Как и следовало ожидать, в частных письмах Розанов нарушает допустимые границы интимности. Например, в одном из компрометирующих посланий к Людмиле Вилькиной (жене Николая Минского) от 28 декабря 1906 г., которые он изо всех сил пытался получить обратно, он пишет: «Да сохранится свежей и милой твоя пизда, которую я столько мысленно ласкал (по крайней мере, не давай ее ласкать другому). А что, хочешь, ровно в 12 ч. ночи на Нов<ый> год я вспомню ее, черненчкую, влажную и душистую». Поражает в этом пассаже, что он не вспоминает интимные отношения между ними, а описывает свои умозрительные сексуальные фантазии о ней, как будто их отношения исключительно дискурсивны. В одном из предыдущих писем (15 мая 1902 г.) он подчеркивает столь же типично умозрительный невроз, ассоциируемый на рубеже веков с сексуальным желанием, и пишет, что хочет поговорить с ней о своем влечении к ней для того лишь, чтобы «пошевелить нервы, на те 2–3—5—8 дней». Еще более гипотетически его фантазии о форме и текстуре гениталий Татьяны и Натальи Гиппиус. Он пишет об этом в письме Гиппиус, в котором заявляет, что его не привлекает ни одна из ее сестер. В одном из предыдущих писем к ней он в подробностях описывает женские органы и различия между поцелуями в половые губы и губы на лице, вкрапляя соответствующие пассажи между своими соображениями о сочинениях Мережковского и его мыслях о Распятии[42].
Хотя эти примеры шокирующего сексуального дискурса Розанова различны, они объединены общим фетишистским мироощущением, которое различными способами сочетается с метафизическим видением и/или прокреативной, проприрод- ной идеологией.
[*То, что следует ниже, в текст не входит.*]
//! Command-line and environment configuration for the `fetchtube` binary.

use std::net::{IpAddr, SocketAddr};
use std::path::PathBuf;
use std::time::Duration;

use clap::Parser;
use fetchtube_server_jobs::DeliveryConfig;

#[derive(Debug, Clone, Parser)]
#[command(name = "fetchtube", version, about = "Media fetch server with live download progress")]
pub struct Config {
    /// Port to listen on.
    #[arg(long, env = "FETCHTUBE_PORT", default_value_t = 8080)]
    pub port: u16,

    /// Address to bind.
    #[arg(long, env = "FETCHTUBE_HOST", default_value = "127.0.0.1")]
    pub host: IpAddr,

    /// Directory downloads and previews are written to and served from.
    #[arg(long, env = "FETCHTUBE_MEDIA_DIR", default_value = "./media")]
    pub media_dir: PathBuf,

    /// Frontend build to serve for every non-API path.
    #[arg(long, env = "STATIC_DIR")]
    pub static_dir: Option<PathBuf>,

    #[arg(long = "yt-dlp", env = "FETCHTUBE_YT_DLP", default_value = "yt-dlp")]
    pub yt_dlp: PathBuf,

    #[arg(long, env = "FETCHTUBE_FFMPEG", default_value = "ffmpeg")]
    pub ffmpeg: PathBuf,

    /// Seconds between keep-alive comments on an idle progress stream.
    #[arg(long, default_value_t = 30)]
    pub heartbeat_secs: u64,

    /// Snapshots buffered per observer before delivery waits.
    #[arg(long, default_value_t = 16)]
    pub sink_capacity: usize,

    /// How long a publish waits on a full observer before dropping the
    /// snapshot for it. 0 waits indefinitely.
    #[arg(long, default_value_t = 5000)]
    pub send_timeout_ms: u64,

    /// Close progress streams after this many seconds. 0 disables the limit.
    #[arg(long, default_value_t = 7200)]
    pub session_max_secs: u64,

    /// Keep finished jobs queryable for this many seconds.
    #[arg(long, default_value_t = 3600)]
    pub retention_secs: u64,

    /// Emit logs as JSON lines.
    #[arg(long)]
    pub log_json: bool,
}

impl Config {
    pub fn bind_addr(&self) -> SocketAddr {
        SocketAddr::new(self.host, self.port)
    }

    pub fn delivery(&self) -> DeliveryConfig {
        DeliveryConfig {
            sink_capacity: self.sink_capacity.max(1),
            send_timeout: (self.send_timeout_ms > 0)
                .then(|| Duration::from_millis(self.send_timeout_ms)),
            heartbeat_interval: Duration::from_secs(self.heartbeat_secs.max(1)),
            max_session_lifetime: (self.session_max_secs > 0)
                .then(|| Duration::from_secs(self.session_max_secs)),
        }
    }

    pub fn retention(&self) -> Duration {
        Duration::from_secs(self.retention_secs)
    }
}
Фетишизм и слияние секса и религии — характерные признаки декадентства, как и умозрительная сексуальность, однако приписываемое ей Розановым «пятно материнства» — исключительно собственное изобретение писателя. Но в конечном итоге Розанов использует «порнографический элемент» в своих сочинениях как авторефлективный троп, вытесняющий как материнское, так и отцовское тело.